Sure, Mike Madigan undercut Quinn this year, but that’s what he’s always done. He’s constantly been a frightening handful for governors. He probably got along “best” with former Gov. George Ryan, but Ryan was a former House speaker. The two men
could easily relate. Plus, Ryan desperately needed friends because of his
extremely low popularity, so he worked extra hard to please Madigan. Success
Speaker Madigan’s “real” end game has become pretty clear to me over the past weeks and months. He believes that a tax hike would be politically disastrous.
Next year is an “off-year” election, and down-ballot Democrats tend not to do as well during those years.
The hugely unpopular Cook County sales tax hike makes a state income tax that
much more politically dangerous. And the sorry mess created by Rod Blagojevich
and his Senate appointee Roland Burris won’t help the Democratic brand much, either.
So, Madigan refused to put votes on a tax increase until the Republicans did so as well. It wasn’t because he wanted bipartisanship. Madigan wanted to shield as many of his more politically vulnerable Democratic members as possible. The more Republican votes, the fewer Democrats required for passage.
And since it’s now after May 31, when the Constitution requires a three-fifths majority to
pass anything, there’s almost no way the Republicans can come up with the votes Madigan wants to
reach that super-majority. Word is, Madigan wants as many as 20 Republican
votes. Impossible. So, he’s most likely content to wait a while for a final resolution. With Madigan, it’s always about retaining control of — and over — his majority. Always.

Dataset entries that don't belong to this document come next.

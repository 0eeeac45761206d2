use crate::adapters::llm::Generator;
use crate::core::analyzer::AnalyzedDiff;
use crate::core::prompt::PromptBuilder;
use crate::core::review::ReviewAssembler;
use anyhow::Result;
use serde::{Deserialize, Serialize};
use std::sync::Arc;
use std::time::Duration;
use thiserror::Error;
use tokio::sync::Semaphore;
use tokio::task::JoinSet;
use tracing::{debug, info, warn};

#[derive(Debug, Clone, Copy, Default, PartialEq, Eq, Serialize, Deserialize, clap::ValueEnum)]
#[serde(rename_all = "lowercase")]
pub enum FailurePolicy {
    #[default]
    Placeholder,
    Abort,
}

#[derive(Debug, Error)]
pub enum GenerationError {
    #[error("review generation failed for {file} (chunk {chunk})")]
    Failed {
        file: String,
        chunk: usize,
        #[source]
        source: anyhow::Error,
    },
    #[error("review generation timed out after {timeout:?} for {file} (chunk {chunk})")]
    TimedOut {
        file: String,
        chunk: usize,
        timeout: Duration,
    },
}

impl GenerationError {
    fn placeholder(&self) -> String {
        let (file, chunk) = match self {
            GenerationError::Failed { file, chunk, .. } => (file, chunk),
            GenerationError::TimedOut { file, chunk, .. } => (file, chunk),
        };
        format!(
            "### 📄 `{}`\n\n> ⚠️ _Review unavailable for this chunk (part {}): {}_",
            file,
            chunk + 1,
            self.reason()
        )
    }

    fn reason(&self) -> String {
        match self {
            GenerationError::Failed { source, .. } => format!("{source:#}"),
            GenerationError::TimedOut { timeout, .. } => format!("timed out after {timeout:?}"),
        }
    }
}

#[derive(Debug, Clone)]
pub struct PipelineConfig {
    pub concurrency: usize,
    pub request_timeout: Duration,
    pub failure_policy: FailurePolicy,
}

impl Default for PipelineConfig {
    fn default() -> Self {
        Self {
            concurrency: 4,
            request_timeout: Duration::from_secs(120),
            failure_policy: FailurePolicy::Placeholder,
        }
    }
}

pub struct ReviewPipeline {
    generator: Arc<dyn Generator>,
    config: PipelineConfig,
}

impl ReviewPipeline {
    pub fn new(generator: Arc<dyn Generator>, config: PipelineConfig) -> Self {
        Self { generator, config }
    }

    pub async fn run(&self, analyzed: &AnalyzedDiff) -> Result<String> {
        let reviews = self.generate_reviews(analyzed).await?;
        Ok(ReviewAssembler::assemble(
            &analyzed.pr_context,
            analyzed.file_count(),
            &analyzed.languages(),
            &reviews,
        ))
    }

    pub async fn generate_reviews(&self, analyzed: &AnalyzedDiff) -> Result<Vec<String>> {
        let units = analyzed.review_units();
        info!(
            "Generating {} reviews with {} (concurrency {})",
            units.len(),
            self.generator.model_name(),
            self.config.concurrency
        );

        let semaphore = Arc::new(Semaphore::new(self.config.concurrency.max(1)));
        let mut tasks = JoinSet::new();

        for (index, unit) in units.iter().enumerate() {
            let prompt = PromptBuilder::build_for_unit(&analyzed.pr_context, unit);
            let file = unit.file_name.to_string();
            let chunk = unit.chunk_index;
            let generator = Arc::clone(&self.generator);
            let semaphore = Arc::clone(&semaphore);
            let timeout = self.config.request_timeout;

            tasks.spawn(async move {
                let _permit = semaphore.acquire_owned().await;
                debug!("Reviewing {} chunk {}", file, chunk);
                let result = match tokio::time::timeout(timeout, generator.generate(&prompt)).await {
                    Ok(Ok(text)) => Ok(text),
                    Ok(Err(source)) => Err(GenerationError::Failed { file, chunk, source }),
                    Err(_) => Err(GenerationError::TimedOut {
                        file,
                        chunk,
                        timeout,
                    }),
                };
                (index, result)
            });
        }

        let mut results: Vec<Option<Result<String, GenerationError>>> =
            (0..units.len()).map(|_| None).collect();
        // lowest index not yet known to have succeeded
        let mut pending = 0;
        while let Some(joined) = tasks.join_next().await {
            let (index, result) = joined?;
            if let Err(err) = &result {
                warn!("{}: {}", err, err.reason());
            }
            results[index] = Some(result);

            if self.config.failure_policy == FailurePolicy::Abort {
                while matches!(results.get(pending), Some(Some(Ok(_)))) {
                    pending += 1;
                }
                if let Some(Some(Err(_))) = results.get(pending) {
                    info!("Aborting {} outstanding reviews", tasks.len());
                    tasks.abort_all();
                    if let Some(Err(err)) = results[pending].take() {
                        return Err(err.into());
                    }
                }
            }
        }

        let mut reviews = Vec::with_capacity(results.len());
        for result in results.into_iter().flatten() {
            match result {
                Ok(text) => reviews.push(text),
                Err(err) => match self.config.failure_policy {
                    FailurePolicy::Placeholder => reviews.push(err.placeholder()),
                    FailurePolicy::Abort => return Err(err.into()),
                },
            }
        }

        Ok(reviews)
    }
}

Last week, House Republican Leader Tom Cross told Gov. Pat Quinn during a private meeting that he’d better be prepared to wait until January — when only a simple majority will be required to pass a tax hike — for a resolution to this horrific budget mess. Cross, who told Quinn that he has just eight votes for a tax hike, looks more right than wrong. And later in the week, Quinn said he could be “open” to extending the state budget for another five months if that’s what it took to reach an agreement.

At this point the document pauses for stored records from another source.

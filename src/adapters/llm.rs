use anyhow::Result;
use async_trait::async_trait;
use serde::{Deserialize, Serialize};
use std::time::Duration;

#[derive(Debug, Clone, Serialize, Deserialize)]
pub struct ModelConfig {
    pub model_name: String,
    pub api_key: Option<String>,
    pub base_url: Option<String>,
    pub temperature: f32,
    pub max_tokens: usize,
    pub max_retries: usize,
    pub request_timeout_secs: u64,
}

impl Default for ModelConfig {
    fn default() -> Self {
        Self {
            model_name: "gemini-1.5-flash".to_string(),
            api_key: None,
            base_url: None,
            temperature: 0.2,
            max_tokens: 2048,
            max_retries: 2,
            request_timeout_secs: 120,
        }
    }
}

impl ModelConfig {
    // every attempt plus its retries has to fit inside the per-unit budget
    pub fn attempt_timeout(&self) -> Duration {
        let attempts = self.max_retries as u64 + 1;
        Duration::from_secs((self.request_timeout_secs / attempts).max(1))
    }
}

#[async_trait]
pub trait Generator: Send + Sync {
    async fn generate(&self, prompt: &str) -> Result<String>;
    fn model_name(&self) -> &str;
}

pub fn create_generator(config: &ModelConfig) -> Result<Box<dyn Generator>> {
    Ok(Box::new(crate::adapters::GeminiAdapter::new(config.clone())?))
}

#[cfg(test)]
mod tests {
    use super::*;

    #[test]
    fn test_attempt_timeout_splits_unit_budget() {
        let config = ModelConfig {
            request_timeout_secs: 120,
            max_retries: 2,
            ..ModelConfig::default()
        };
        assert_eq!(config.attempt_timeout(), Duration::from_secs(40));

        let no_retries = ModelConfig {
            request_timeout_secs: 30,
            max_retries: 0,
            ..ModelConfig::default()
        };
        assert_eq!(no_retries.attempt_timeout(), Duration::from_secs(30));
    }

    #[test]
    fn test_attempt_timeout_never_zero() {
        let config = ModelConfig {
            request_timeout_secs: 1,
            max_retries: 5,
            ..ModelConfig::default()
        };
        assert_eq!(config.attempt_timeout(), Duration::from_secs(1));
    }
}
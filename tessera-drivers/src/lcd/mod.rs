//! Character display drivers

pub mod framing;
pub mod lcd1602;

pub use framing::{Backlight, TransferMode};
pub use lcd1602::{Lcd1602, LcdConfig};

And as for this widely assumed “grand scheme” by Mike Madigan to undercut Quinn in order to help get his daughter elected governor so they could control our state’s political world... How did that work out?
If you were one of those who believed that the “chess master” was really trying to help his kid, then you now have to admit that he made a
horrible mess of things and isn’t much of a genius.

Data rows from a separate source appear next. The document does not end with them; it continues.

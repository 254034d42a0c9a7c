//! HD44780 character display behind an I2C expander backpack
//!
//! Drives a 16x2 character module through a PCF8574-style backpack in
//! 4-bit mode. These panels are written to blind: every bus transaction
//! refreshes a recorded result and the multi-transfer sequences always
//! run to completion, so a glitch on one frame never wedges the driver
//! mid-operation. Callers that care inspect [`Lcd1602::last_result`].

use embedded_hal::delay::DelayNs;
use tessera_bus::{BusManager, DeviceAddress};
use tessera_hal::{BusError, I2cConfig, I2cPeripheral};

use super::framing::{self, cmd, Backlight, TransferMode};

/// Power-on settle before the wake sequence (datasheet: > 40 ms)
const POWER_ON_SETTLE_MS: u32 = 50;
/// Wait after the first wake primer (datasheet: > 4.1 ms)
const WAKE_SETTLE_MS: u32 = 10;
/// Wait after the second wake primer (datasheet: > 100 us)
const WAKE_SETTLE_US: u32 = 120;
/// Enable line high time (datasheet: > 450 ns)
const ENABLE_PULSE_US: u32 = 1;
/// Instruction execution time for ordinary commands (datasheet: > 37 us)
const COMMAND_SETTLE_US: u32 = 50;
/// Execution time for clear, which rewrites the whole DDRAM (> 1.52 ms)
const CLEAR_SETTLE_MS: u32 = 2;

/// Wake-up primer nibble, requests 8-bit mode three times over
const WAKE: u8 = 0x03;
/// Width-select nibble, drops the interface into 4-bit mode
const FOUR_BIT: u8 = 0x02;

/// Number of CGRAM glyph slots
pub const GLYPH_SLOTS: u8 = 8;
/// Rows in one 5x8 glyph pattern
pub const GLYPH_ROWS: usize = 8;

/// Driver configuration
#[derive(Debug, Clone, Copy)]
#[cfg_attr(feature = "defmt", derive(defmt::Format))]
pub struct LcdConfig {
    /// Fixed device address, or `None` to resolve by bus discovery
    pub address: Option<DeviceAddress>,
    /// Backlight state applied from the first framed word on
    pub backlight: Backlight,
}

impl Default for LcdConfig {
    fn default() -> Self {
        Self {
            address: None,
            backlight: Backlight::On,
        }
    }
}

/// HD44780 driver over an expander backpack
///
/// Callers follow a fixed sequence: [`Self::init`] to bring the bus up
/// and resolve the address, [`Self::start`] to put the controller into
/// 4-bit mode, then operations. Framing assumes 4-bit mode, so issuing
/// operations before `start` leaves the controller interpreting garbage.
pub struct Lcd1602<P, D> {
    bus: BusManager<P>,
    delay: D,
    address: Option<DeviceAddress>,
    backlight: Backlight,
    last_result: Result<(), BusError>,
}

impl<P, D> Lcd1602<P, D>
where
    P: I2cPeripheral,
    D: DelayNs,
{
    /// Create a driver over an owned bus manager
    pub fn new(bus: BusManager<P>, delay: D, config: LcdConfig) -> Self {
        Self {
            bus,
            delay,
            address: config.address,
            backlight: config.backlight,
            last_result: Ok(()),
        }
    }

    /// Bring the bus up and resolve the display address
    ///
    /// Installs and configures the controller, then sweeps the bus for
    /// the first responding device when no fixed address was configured.
    /// A sweep that finds nothing is not an error here; the miss surfaces
    /// as `InvalidState` on the first framed transfer instead.
    pub fn init(&mut self, config: &I2cConfig) -> Result<(), BusError> {
        self.last_result = self.bus.init(config);
        if self.last_result.is_ok() && self.address.is_none() {
            match self.bus.find_first_device() {
                Ok(Some(address)) => {
                    #[cfg(feature = "defmt")]
                    defmt::info!("display resolved at 0x{=u8:x}", address.raw());
                    self.address = Some(address);
                }
                Ok(None) => {
                    #[cfg(feature = "defmt")]
                    defmt::info!("no device answered the address sweep");
                }
                Err(e) => self.last_result = Err(e),
            }
        }
        self.last_result
    }

    /// Release the bus controller
    pub fn deinit(&mut self) {
        self.bus.deinit();
    }

    /// Resolved device address, if any
    pub fn address(&self) -> Option<DeviceAddress> {
        self.address
    }

    /// Result of the most recent bus transaction
    pub fn last_result(&self) -> Result<(), BusError> {
        self.last_result
    }

    /// Run the 4-bit cold-start sequence
    ///
    /// Settle, three wake primers, width select, then the four framed
    /// configuration commands: function set (two lines), display control
    /// (pixels on, cursor off), entry mode (counter stepping rightward,
    /// no shift), return home. Always runs to completion; the return
    /// value is the recorded result of the final transfer.
    pub fn start(&mut self) -> Result<(), BusError> {
        self.delay.delay_ms(POWER_ON_SETTLE_MS);
        self.send_nibble(WAKE);
        self.delay.delay_ms(WAKE_SETTLE_MS);
        self.send_nibble(WAKE);
        self.delay.delay_us(WAKE_SETTLE_US);
        self.send_nibble(WAKE);
        self.send_nibble(FOUR_BIT);

        self.send(cmd::FUNCTION_SET | cmd::TWO_LINES, TransferMode::Command);
        self.send(cmd::DISPLAY_CONTROL | cmd::DISPLAY_ON, TransferMode::Command);
        self.send(cmd::ENTRY_MODE | cmd::MOVE_RIGHT, TransferMode::Command);
        self.send(cmd::RETURN_HOME, TransferMode::Command);

        #[cfg(feature = "defmt")]
        defmt::debug!("display bring-up complete");
        self.last_result
    }

    /// Print one character code at a DDRAM position
    ///
    /// `position` is the raw DDRAM address (the second row starts at
    /// 0x40). `code` indexes the character generator, so the custom
    /// glyph slots are reachable as codes 0-7.
    pub fn print_char(&mut self, position: u8, code: u8) -> Result<(), BusError> {
        self.send(cmd::SET_DDRAM | position, TransferMode::Command);
        self.send(code, TransferMode::DataWrite);
        self.last_result
    }

    /// Store a 5x8 glyph pattern in a CGRAM slot
    ///
    /// Row bytes use their low five bits, top row first. Slots beyond
    /// the eighth are rejected before anything touches the bus.
    pub fn define_glyph(&mut self, slot: u8, pattern: &[u8; GLYPH_ROWS]) -> Result<(), BusError> {
        if slot >= GLYPH_SLOTS {
            self.last_result = Err(BusError::InvalidArgument);
            return self.last_result;
        }
        self.send(cmd::SET_CGRAM | (slot << 3), TransferMode::Command);
        for &row in pattern {
            self.send(row, TransferMode::DataWrite);
        }
        self.last_result
    }

    /// Latch the backlight on
    ///
    /// The new state rides out on a zero-payload command frame. That
    /// frame also clocks an empty instruction through the controller;
    /// no visible disturbance has ever come of it.
    pub fn backlight_on(&mut self) -> Result<(), BusError> {
        self.set_backlight(Backlight::On)
    }

    /// Latch the backlight off
    pub fn backlight_off(&mut self) -> Result<(), BusError> {
        self.set_backlight(Backlight::Off)
    }

    /// Switch the display pixels on
    ///
    /// The display-control calls each assert exactly one flag, so this
    /// also blanks the cursor and blink state until their own calls run.
    pub fn display_on(&mut self) -> Result<(), BusError> {
        self.send(cmd::DISPLAY_CONTROL | cmd::DISPLAY_ON, TransferMode::Command);
        self.last_result
    }

    /// Switch the display pixels off
    pub fn display_off(&mut self) -> Result<(), BusError> {
        self.send(cmd::DISPLAY_CONTROL, TransferMode::Command);
        self.last_result
    }

    /// Show the underline cursor, clearing the other control flags
    pub fn cursor_on(&mut self) -> Result<(), BusError> {
        self.send(cmd::DISPLAY_CONTROL | cmd::CURSOR_ON, TransferMode::Command);
        self.last_result
    }

    /// Hide the underline cursor, clearing the other control flags
    pub fn cursor_off(&mut self) -> Result<(), BusError> {
        self.send(cmd::DISPLAY_CONTROL, TransferMode::Command);
        self.last_result
    }

    /// Blink the current character cell, clearing the other control flags
    pub fn blink_on(&mut self) -> Result<(), BusError> {
        self.send(cmd::DISPLAY_CONTROL | cmd::BLINK_ON, TransferMode::Command);
        self.last_result
    }

    /// Stop blinking, clearing the other control flags
    pub fn blink_off(&mut self) -> Result<(), BusError> {
        self.send(cmd::DISPLAY_CONTROL, TransferMode::Command);
        self.last_result
    }

    /// Blank the display and home the address counter
    pub fn clear(&mut self) -> Result<(), BusError> {
        self.send(cmd::CLEAR_DISPLAY, TransferMode::Command);
        // Clear rewrites all of DDRAM and needs its longer execution time.
        self.delay.delay_ms(CLEAR_SETTLE_MS);
        self.last_result
    }

    /// Busy flag read-back
    ///
    /// Reading through the backpack needs the data lines floated high
    /// and a read-direction transfer, which this wiring does not do.
    /// No transaction runs, so the recorded result is untouched.
    pub fn read_busy_flag(&mut self) -> Result<bool, BusError> {
        Err(BusError::NotSupported)
    }

    /// Data read-back at the current address counter
    ///
    /// Unsupported for the same wiring reason as [`Self::read_busy_flag`].
    pub fn read_char(&mut self) -> Result<u8, BusError> {
        Err(BusError::NotSupported)
    }

    /// Hand back the bus manager and delay
    ///
    /// The bus keeps whatever state it had; call [`Self::deinit`] first
    /// to release the controller.
    pub fn release(self) -> (BusManager<P>, D) {
        (self.bus, self.delay)
    }

    /// One expander word onto the bus, recording the outcome
    ///
    /// With no resolved address there is nothing to write to; the miss
    /// is recorded as `InvalidState` and the wire stays quiet.
    fn write_word(&mut self, word: u8) {
        self.last_result = match self.address {
            Some(address) => self.bus.write_byte(address, word),
            None => Err(BusError::InvalidState),
        };
    }

    /// Pulse the enable line to latch `word` into the controller
    fn strobe(&mut self, word: u8) {
        self.write_word(word | framing::ENABLE);
        self.delay.delay_us(ENABLE_PULSE_US);
        self.write_word(word & !framing::ENABLE);
        self.delay.delay_us(COMMAND_SETTLE_US);
    }

    /// Send a bare nibble frame (cold-start primers)
    fn send_nibble(&mut self, nibble: u8) {
        let word = framing::frame_nibble(nibble, TransferMode::Command, self.backlight);
        self.write_word(word);
        self.strobe(word);
    }

    /// Send a byte payload as two framed nibbles, upper first
    fn send(&mut self, payload: u8, mode: TransferMode) {
        let [high, low] = framing::frame_words(payload, mode, self.backlight);
        self.write_word(high);
        self.strobe(high);
        self.write_word(low);
        self.strobe(low);
    }

    fn set_backlight(&mut self, backlight: Backlight) -> Result<(), BusError> {
        self.backlight = backlight;
        self.send(0x00, TransferMode::Command);
        self.last_result
    }
}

Instead of helping her, Speaker Madigan further poisoned an already toxic political atmosphere — making a gubernatorial campaign incredibly difficult for Lisa in the process. After this horrific session, the father would have been a constant and deadly anvil around his progeny’s political neck.
But, the tinfoil hat types won’t ever admit that. Instead, they’ll probably come up with yet another conspiracy theory about Lisa’s decision or her future, or, more likely, conveniently forget about their dark
predictions and move on.
Mike Madigan is Mike Madigan. And Mike Madigan is all about his majority. Yes, he would have done everything possibly to help his daughter if she had announced for governor. But the speaker’s behavior during the past six months has been infinitely more about Mike Madigan than Lisa.